I can’t quite remember when I started taking pictures of numbers, but I love typography and commercial art and perhaps an interest in these tiny artworks is a by-product of that.
I don’t have any rules as to what constitutes a ‘good’ number – it’s very subjective and there is no formula – it just depends on what tickles my fancy 😉
It might be a carefully painted number in gold leaf above a door, or brass numbers screwed on a bit squint. I love a weathered number on a stone gatepost – but am equally fond of a 70s style ‘stick-on’ decal against a garish painted door.

On doors and gateposts, these tiny numbers sit sentry both welcoming and protecting and while houses are extended and reconfigured over the years – often the house number remains unchanged. Sometimes I wonder about what lives the number may have witnessed, and the tales it might tell, if only numbers could talk.
Some numbers seem to have more of a personality than others – cheeky, austere, whimsical, stalwart and for those, I pen a short caption by way of description.






This is entirely my own interpretation of the number persona and others may not see the cheeky insouciance I see – or the flirty nature of a particular digit as I do. My tendency to anthropomorphise numbers does often depend on the mood I am in when snapping.

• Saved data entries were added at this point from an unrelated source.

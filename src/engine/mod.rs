//! Query engine.
//!
//! - `aggregator`: fans a query out to every price source and blends results

pub mod aggregator;
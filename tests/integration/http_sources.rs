//! eBay and TCGPlayer clients against local axum servers that stand in
//! for the real endpoints.

#[cfg(test)]
mod tests {
    use axum::extract::{Query, State};
    use axum::http::StatusCode;
    use axum::response::{Html, IntoResponse};
    use axum::routing::get;
    use axum::{Json, Router};
    use rust_decimal_macros::dec;
    use secrecy::SecretString;
    use serde_json::{json, Value};
    use std::collections::HashMap;
    use std::sync::{Arc, Mutex};
    use std::time::Duration;

    use pokepricer::engine::aggregator::PriceAggregator;
    use pokepricer::sources::ebay::EbayClient;
    use pokepricer::sources::tcgplayer::{TcgPlayerClient, DEFAULT_USER_AGENT};
    use pokepricer::sources::PriceSource;
    use pokepricer::types::{PriceQuery, SourceDetails, SourceOutcome};

    type Captured = Arc<Mutex<Option<HashMap<String, String>>>>;

    const LABELED_PAGE: &str = r#"
        <html><body>
          <div class="search-result">
            <span class="product-title">Charizard VMAX</span>
            <span class="market-price">Market Price: $52.00</span>
            <span class="low-price">Low Price: $41.00</span>
          </div>
        </body></html>"#;

    const EMPTY_PAGE: &str =
        "<html><body><p>No results found. Try a different search.</p></body></html>";

    async fn serve(app: Router) -> String {
        let listener = tokio::net::TcpListener::bind("127.0.0.1:0").await.unwrap();
        let addr = listener.local_addr().unwrap();
        tokio::spawn(async move {
            axum::serve(listener, app).await.unwrap();
        });
        format!("http://{addr}")
    }

    fn completed_items(prices: &[&str]) -> Value {
        let items: Vec<Value> = prices
            .iter()
            .enumerate()
            .map(|(i, p)| {
                json!({
                    "title": [format!("Card {}", i + 1)],
                    "sellingStatus": [{
                        "currentPrice": [{ "__value__": p, "@currencyId": "USD" }]
                    }]
                })
            })
            .collect();
        json!({
            "findCompletedItemsResponse": [{
                "ack": ["Success"],
                "searchResult": [{ "item": items }]
            }]
        })
    }

    async fn ebay_server(body: Value, captured: Captured) -> String {
        let app = Router::new()
            .route(
                "/ebay",
                get(
                    |State((body, captured)): State<(Value, Captured)>,
                     Query(params): Query<HashMap<String, String>>| async move {
                        *captured.lock().unwrap() = Some(params);
                        Json(body)
                    },
                ),
            )
            .with_state((body, captured));
        format!("{}/ebay", serve(app).await)
    }

    async fn tcgplayer_server(page: &'static str) -> String {
        let app = Router::new().route(
            "/search/pokemon/product",
            get(move || async move { Html(page) }),
        );
        serve(app).await
    }

    async fn failing_server(status: StatusCode, body: &'static str) -> String {
        let app = Router::new()
            .fallback(move || async move { (status, body).into_response() });
        serve(app).await
    }

    fn ebay_client(base_url: String) -> EbayClient {
        EbayClient::new(
            SecretString::new("test_app_id".to_string()),
            base_url,
            5,
            Duration::from_secs(5),
        )
        .unwrap()
    }

    fn tcgplayer_client(base_url: String) -> TcgPlayerClient {
        TcgPlayerClient::new(base_url, DEFAULT_USER_AGENT, Duration::from_secs(5)).unwrap()
    }

    fn query() -> PriceQuery {
        PriceQuery::new("Charizard", Some("English"), Some("Near Mint")).unwrap()
    }

    // -- eBay --

    #[tokio::test]
    async fn test_ebay_average_of_sold_listings() {
        let captured: Captured = Arc::default();
        let url = ebay_server(completed_items(&["10.00", "20.00"]), captured.clone()).await;

        let summary = ebay_client(url).fetch_summary(&query()).await.into_summary().unwrap();
        assert_eq!(summary.source, "eBay");
        assert_eq!(summary.average_price, dec!(15.00));
        assert_eq!(summary.sample_size, Some(2));
        assert!(matches!(summary.details, Some(SourceDetails::Listings(ref l)) if l.len() == 2));
    }

    #[tokio::test]
    async fn test_ebay_request_parameters() {
        let captured: Captured = Arc::default();
        let url = ebay_server(completed_items(&["1.00"]), captured.clone()).await;

        ebay_client(url).fetch_summary(&query()).await;

        let params = captured.lock().unwrap().clone().unwrap();
        assert_eq!(params["OPERATION-NAME"], "findCompletedItems");
        assert_eq!(params["SECURITY-APPNAME"], "test_app_id");
        assert_eq!(params["keywords"], "Pokemon Charizard English");
        assert_eq!(params["itemFilter(0).name"], "SoldItemsOnly");
        assert_eq!(params["itemFilter(1).value"], "1500");
        assert_eq!(params["paginationInput.entriesPerPage"], "5");
        assert_eq!(params["sortOrder"], "EndTimeSoonest");
    }

    #[tokio::test]
    async fn test_ebay_no_listings_is_not_found() {
        let body = json!({ "findCompletedItemsResponse": [{ "searchResult": [{}] }] });
        let url = ebay_server(body, Arc::default()).await;
        assert_eq!(ebay_client(url).fetch_summary(&query()).await, SourceOutcome::NotFound);
    }

    #[tokio::test]
    async fn test_ebay_server_error_is_not_found() {
        let url = failing_server(StatusCode::INTERNAL_SERVER_ERROR, "boom").await;
        assert_eq!(ebay_client(url).fetch_summary(&query()).await, SourceOutcome::NotFound);
    }

    #[tokio::test]
    async fn test_ebay_malformed_body_is_not_found() {
        let url = failing_server(StatusCode::OK, "this is not json").await;
        assert_eq!(ebay_client(url).fetch_summary(&query()).await, SourceOutcome::NotFound);
    }

    // -- TCGPlayer --

    #[tokio::test]
    async fn test_tcgplayer_labeled_market_price() {
        let url = tcgplayer_server(LABELED_PAGE).await;
        let summary = tcgplayer_client(url)
            .fetch_summary(&query())
            .await
            .into_summary()
            .unwrap();
        assert_eq!(summary.source, "TCGPlayer");
        assert_eq!(summary.average_price, dec!(52.00));
        assert_eq!(summary.currency, "USD");
        match summary.details {
            Some(SourceDetails::PriceFields(fields)) => {
                assert_eq!(fields.low_price, Some(dec!(41.00)));
            }
            other => panic!("expected price fields, got {other:?}"),
        }
    }

    #[tokio::test]
    async fn test_tcgplayer_page_without_prices_is_not_found() {
        let url = tcgplayer_server(EMPTY_PAGE).await;
        assert_eq!(
            tcgplayer_client(url).fetch_summary(&query()).await,
            SourceOutcome::NotFound
        );
    }

    #[tokio::test]
    async fn test_tcgplayer_blocked_is_not_found() {
        let url = failing_server(StatusCode::FORBIDDEN, "Access denied").await;
        assert_eq!(
            tcgplayer_client(url).fetch_summary(&query()).await,
            SourceOutcome::NotFound
        );
    }

    // -- End to end --

    #[tokio::test]
    async fn test_only_priceless_retail_source_yields_empty_result() {
        let url = tcgplayer_server(EMPTY_PAGE).await;
        let aggregator = PriceAggregator::new(
            vec![Box::new(tcgplayer_client(url))],
            Duration::from_secs(5),
        );
        let result = aggregator.aggregate(&query()).await;
        assert!(result.sources.is_empty());
        assert!(result.average_price.is_none());
        assert!(result.price_range.is_none());
    }

    #[tokio::test]
    async fn test_full_pipeline_blends_both_sources() {
        let ebay_url = ebay_server(completed_items(&["40.00", "50.00"]), Arc::default()).await;
        let tcg_url = tcgplayer_server(LABELED_PAGE).await;

        let sources: Vec<Box<dyn PriceSource>> = vec![
            Box::new(ebay_client(ebay_url)),
            Box::new(tcgplayer_client(tcg_url)),
        ];
        let aggregator = PriceAggregator::new(sources, Duration::from_secs(5));
        let result = aggregator.aggregate(&query()).await;

        let names: Vec<&str> = result.sources.iter().map(|s| s.source.as_str()).collect();
        assert_eq!(names, vec!["eBay", "TCGPlayer"]);
        // eBay 45.00, TCGPlayer 52.00
        assert_eq!(result.average_price, Some(dec!(48.50)));
        let range = result.price_range.unwrap();
        assert_eq!((range.min, range.max), (dec!(45.00), dec!(52.00)));

        let json = serde_json::to_value(&result).unwrap();
        assert_eq!(json["card_name"], "Charizard");
        assert_eq!(json["sources"][0]["sample_size"], 2);
        assert_eq!(json["average_price"].as_f64().unwrap(), 48.5);
    }

    #[tokio::test]
    async fn test_one_source_down_other_still_priced() {
        let ebay_url = failing_server(StatusCode::SERVICE_UNAVAILABLE, "down").await;
        let tcg_url = tcgplayer_server(LABELED_PAGE).await;

        let sources: Vec<Box<dyn PriceSource>> = vec![
            Box::new(ebay_client(ebay_url)),
            Box::new(tcgplayer_client(tcg_url)),
        ];
        let result = PriceAggregator::new(sources, Duration::from_secs(5))
            .aggregate(&query())
            .await;

        assert_eq!(result.sources.len(), 1);
        assert_eq!(result.sources[0].source, "TCGPlayer");
        assert_eq!(result.average_price, Some(dec!(52.00)));
    }
}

Other numbers need no description and their beauty is in the eye of the beholder.
When I was training for a marathon a few years ago, like a trainspotter, I had a notion to collect a full set of numbers 1- 26, but I soon gave up on this when my eye was more often drawn to 2s and 3s and 5s – and never finding a 26 or 14 that made the cut.
As a hobby, it suits me to be free to take pictures of those numbers that appeal and so my collection of number pics will always have doubles and triples and omissions as there will always be some that for whatever reason I just don’t like.
As a photographic subject, it is one of almost infinite possibilities – the world is full of numbers and I am happy to just keep surreptitiously snapping as I encounter those that catch my eye.